Harry Reichenbach’s autobiography Phantom Fame was published in the year of his death, 1931. Phantom Fame would also be the working title of the film The Half Naked Truth while in production. The movie was released at the end of 1932 and from that time well into 1933 it gave Harry Reichenbach his own last great round of publicity.
- “A Cruel Hoax.” Manitowoc Herald News 5 Aug 1920: 5. NewspaperArchive. Web. 18 Sep 2012.
- “A Cumberland Boy.” Evening Times Cumberland Maryland. 30 Mar 1910: 3. NewspaperArchive. Web. 18 Sep 2012.
- “Feline Pet Accustomed to Best Hostleries and Bred, Owner Says.” Oakland Tribune 6 Jun 1920: 18. NewspaperArchive. Web. 18 Sep 2012.
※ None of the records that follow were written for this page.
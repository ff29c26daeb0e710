use chrono::{DateTime, Utc};
use serde::{Deserialize, Serialize};

use crate::models::PartyRef;

/// How much of a listing to return.
#[derive(Debug, Clone, PartialEq, Eq, Default, Serialize, Deserialize)]
#[serde(tag = "mode", rename_all = "lowercase")]
pub enum PageRequest {
    /// Everything, unpaginated.
    #[default]
    All,
    /// 1-based `page` of `per_page` rows.
    Offset { per_page: u32, page: u32 },
    /// `per_page` rows strictly after `after` in listing order.
    Cursor { per_page: u32, after: Option<Cursor> },
}

impl PageRequest {
    /// Offset paging where a zero page size means "everything".
    pub fn new(per_page: u32, page: u32) -> Self {
        if per_page == 0 {
            Self::All
        } else {
            Self::Offset { per_page, page: page.max(1) }
        }
    }

    /// Cursor paging where a zero page size means "everything".
    pub fn cursor(per_page: u32, after: Option<Cursor>) -> Self {
        if per_page == 0 {
            Self::All
        } else {
            Self::Cursor { per_page, after }
        }
    }

    pub fn per_page(&self) -> Option<u32> {
        match self {
            Self::All => None,
            Self::Offset { per_page, .. } | Self::Cursor { per_page, .. } => Some(*per_page),
        }
    }
}

/// Keyset position inside a listing.
#[derive(Debug, Clone, PartialEq, Eq, Serialize, Deserialize)]
#[serde(tag = "kind", rename_all = "lowercase")]
pub enum Cursor {
    /// Verification listings sort on (status rank, id), or on
    /// (created_at, id) descending for newest-first listings.
    Verification {
        rank: u8,
        id: i64,
        #[serde(default, skip_serializing_if = "Option::is_none")]
        created_at: Option<DateTime<Utc>>,
    },
    /// Party listings sort on (kind, id).
    Party { party: PartyRef },
}

#[derive(Debug, Clone, PartialEq, Eq, Serialize, Deserialize)]
pub struct Page<T> {
    pub items: Vec<T>,
    /// 0 when unpaginated.
    pub per_page: u32,
    /// Set for offset paging.
    pub current_page: Option<u32>,
    /// Set for offset paging and for unpaginated listings.
    pub total: Option<u64>,
    /// Set for cursor paging when more rows follow.
    pub next_cursor: Option<Cursor>,
}

impl<T> Page<T> {
    pub fn all(items: Vec<T>) -> Self {
        let total = items.len() as u64;
        Self {
            items,
            per_page: 0,
            current_page: None,
            total: Some(total),
            next_cursor: None,
        }
    }

    pub fn len(&self) -> usize {
        self.items.len()
    }

    pub fn is_empty(&self) -> bool {
        self.items.is_empty()
    }

    /// Whether another page follows this one.
    pub fn has_more(&self) -> bool {
        match (self.current_page, self.total) {
            (Some(page), Some(total)) if self.per_page > 0 => {
                u64::from(page) * u64::from(self.per_page) < total
            }
            _ => self.next_cursor.is_some(),
        }
    }
}

impl<T> IntoIterator for Page<T> {
    type Item = T;
    type IntoIter = std::vec::IntoIter<T>;

    fn into_iter(self) -> Self::IntoIter {
        self.items.into_iter()
    }
}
- “Greatest of Press Agents Is Dead.” Decatur Daily Review 5 Jul 1931: 18. NewspaperArchive. Web. 18 Sep 2012.
- Heimer, Mel. “My New York.” Daily Review. 2 Nov 1972: 29. NewspaperArchive. Web. 18 Sep 2012.
- Johnson, Erskine. “Bushman Back in Movies.” Rhinelander Daily News 5 Oct 1951: 4. NewspaperArchive. Web. 18 Sep 2012.
- Lyons, Leonard. “The Lyon’s Den.” Amarillo Daily News 10 Sep 1948: 22. NewspaperArchive. Web. 18 Sep 2012.
- McIntyre, O.O. “New York Day by Day.” Piqua Daily Call 3 mar 1933: 4. NewspaperArchive. Web. 18 Sep 2012.
- “Native of This County Lives Again in Movies.” Cumberland Times 5 Feb 1933: 6. NewspaperArchive. Web. 18 Sep 2012.
- Orrock, Ray. “Harry and the Naked Lady.” Daily Review 23 Sep 1975: 20. NewspaperArchive 18 Sep 2012.
- Pegler, Westbrook. “Early days of Gotham Recalled.” Lima News 4 Jan 1958: 4. NewspaperArchive. Web. 18 Sep 2012.
- “Theatrical World Mourns Death of Noted Character.” Charleston Gazette 4 Jul 1931: 1. NewspaperArchive. Web. 18 Sep 2012.